GAZETA MERCANTIL - TERÇA-FEIRA, 26 DE MAIO DE 1998		Página  C-2

A era do computador com emoções

O cientista Marvin Minsky, do MIT, prossegue na tarefa de dar "bom senso" às máquinas.

Taís Fuoco, de São Paulo
Computadores com "bom senso" e emoção. Pode parecer utopia, mas é com esse objetivo que trabalha uma equipe de pesquisadores do Laboratório de Inteligência Artificial do Massachusetts Institute of Technology (MIT), dos Estados Unidos.

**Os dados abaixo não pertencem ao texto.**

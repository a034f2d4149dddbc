//! Builder for synthetic perf-data files.

use crate::perfdata::{ByteOrder, ENTRY_HEADER_LEN, MAGIC, PROLOGUE_LEN, SUPPORTED_MAJOR_VERSION};

const ALIGNMENT: usize = 8;

enum Counter {
    Long(i64),
    Text { value: String, capacity: usize },
}

/// Assembles a perf-data image with the given counters.
///
/// ```ignore
/// let image = PerfDataImage::new(ByteOrder::Little)
///     .text("sun.rt.javaCommand", "com.app.Main")
///     .build();
/// ```
pub struct PerfDataImage {
    order: ByteOrder,
    counters: Vec<(String, Counter)>,
}

impl PerfDataImage {
    /// Starts an empty image in `order`.
    #[must_use]
    pub fn new(order: ByteOrder) -> Self {
        Self {
            order,
            counters: Vec::new(),
        }
    }

    /// Adds a 64-bit counter.
    #[must_use]
    pub fn long(mut self, name: &str, value: i64) -> Self {
        self.counters.push((name.to_owned(), Counter::Long(value)));
        self
    }

    /// Adds a text counter sized to fit `value` and its terminator.
    #[must_use]
    pub fn text(self, name: &str, value: &str) -> Self {
        let capacity = value.len() + 1;
        self.text_with_capacity(name, value, capacity)
    }

    /// Adds a text counter padded with NULs to `capacity` bytes.
    #[must_use]
    pub fn text_with_capacity(mut self, name: &str, value: &str, capacity: usize) -> Self {
        self.counters.push((
            name.to_owned(),
            Counter::Text {
                value: value.to_owned(),
                capacity: capacity.max(value.len() + 1),
            },
        ));
        self
    }

    /// Serialises the image.
    #[must_use]
    pub fn build(self) -> Vec<u8> {
        let order = self.order;
        let mut image = Vec::with_capacity(PROLOGUE_LEN);
        image.extend_from_slice(&MAGIC.to_be_bytes());
        image.extend_from_slice(&[order.flag(), SUPPORTED_MAJOR_VERSION, 0, 1]);
        image.resize(24, 0);
        image.extend_from_slice(&order.encode_i32(to_i32(PROLOGUE_LEN)));
        image.extend_from_slice(&order.encode_i32(to_i32(self.counters.len())));

        for (name, counter) in &self.counters {
            image.extend_from_slice(&encode_entry(order, name, counter));
        }
        image
    }
}

fn encode_entry(order: ByteOrder, name: &str, counter: &Counter) -> Vec<u8> {
    let name_offset = ENTRY_HEADER_LEN;
    let data_offset = align(name_offset + name.len() + 1);
    let (data_type, vector_length, data) = match counter {
        Counter::Long(value) => (b'J', 0, order.encode_i64(*value).to_vec()),
        Counter::Text { value, capacity } => {
            let mut bytes = value.as_bytes().to_vec();
            bytes.resize(*capacity, 0);
            (b'B', *capacity, bytes)
        }
    };
    let entry_length = align(data_offset + data.len());

    let mut entry = Vec::with_capacity(entry_length);
    entry.extend_from_slice(&order.encode_i32(to_i32(entry_length)));
    entry.extend_from_slice(&order.encode_i32(to_i32(name_offset)));
    entry.extend_from_slice(&order.encode_i32(to_i32(vector_length)));
    // type, flags, units, variability
    entry.extend_from_slice(&[data_type, 0, 1, 1]);
    entry.extend_from_slice(&order.encode_i32(to_i32(data_offset)));
    entry.extend_from_slice(name.as_bytes());
    entry.push(0);
    entry.resize(data_offset, 0);
    entry.extend_from_slice(&data);
    entry.resize(entry_length, 0);
    entry
}

const fn align(length: usize) -> usize {
    length.div_ceil(ALIGNMENT) * ALIGNMENT
}

fn to_i32(value: usize) -> i32 {
    i32::try_from(value).unwrap_or(i32::MAX)
}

Segundo o professor Marvin Minsky, um dos fundadores do laboratório norte-americano, essa possibilidade pode tomar-se real em poucos anos.
Minsky está no Brasil para proferir palestra no 4º Congresso Internacional sobre Tecnologias Inteligentes e Redes Globais, que começa hoje em São Paulo. Ele é um dos cientistas que propagam a idéia de que os computadores podem simular o cérebro humano. Para ele, é um desperdício o que já se gastou até agora na criação de "robôs idiotas, que exercem apenas funções estáticas". Computadores mais inteligentes já estariam em funcionamento, diz o professor, se os recursos tivessem sido mais bem utilizados.
Hoje, os recursos da inteligência artificial são aplicados apenas nas programações específicas para diferentes aplicações. "Não existe um computador que escreva o programa de que você precisa".
Uma das poucas empresas que avançou na tarefa de dotar as máquinas de emoção e "bom senso" é a Cycorp, dos Estados Unidos, fundada em 1980. Como ninguém acreditava no sucesso de empreendimento, a companhia não teve concorrentes por muito tempo. A empresa já armazenou dados de 10 anos de pesquisa e, de acordo com Minsky, é a que está mais próxima de chegar ao computador que raciocina.
Há outros países pesquisando os recursos da inteligência artificial, mas ninguém, segundo o pesquisador, conseguiu chegar a uma máquina "com mais bom senso que uma criança de quatro anos".
Um computador desse tipo exigirá uma mudança profunda na cultura de cada país que o adotar. Apesar disso, este é um caminho sem volta, afirma Minsky. "Os computadores ficarão mais baratos e o número de programas será reduzido drasticamente. Será necessário ler apenas um programa para desenvolver os demais".
O cientista admite que isso pode acabar com os pacotes de "softwares" atuais. "Os programadores querem criar algo perfeito, que não possa ser mudado de acordo com as necessidades. Essa cultura precisa mudar". Para exemplificar a importância do "bom senso" nos computadores, ele cita um programa do MIT para diagnosticar doenças renais. "Ele foi incapaz de diagnosticar um trauma causado por uma batida que o paciente sofreu porque não assimilava a informação de que o rim ficava no corpo humano".
Além desse senso comum básico, Minsky também considera de suma importância que os computadores tenham "emoções". "A emoção é diferente do pensamento. É a maneira de pensar diferentes soluções para diferentes problemas. Mesmo as atividades intelectuais são uma forma de emoção", afirma.
Segundo o cientista, existem diferentes "emoções" ocupando as várias instâncias do hardware, comparado ao cérebro humano.
Dotar os computadores de emoções, como um cérebro, será particularmente importante na navegação na Internet, afirma o professor do MIT. Para Minsky, será muito mais fácil fazer pesquisas na rede mundial quando o computador tiver critérios para saber, em cada "home page", o que pode estar ligado ao assunto pesquisado pelo usuário.
Minsky trabalha com pesquisas na área da inteligência artificial desde a década de 50, quando publicou o livro "Redes Neurais e o Problema do Modelo Cerebral". Atualmente, escreve o livro "A Máquina da Emoção", no qual descreve os papéis desempenhados pelos sentimentos, emoções e pensamentos na organização das tarefas cotidianas de um computador.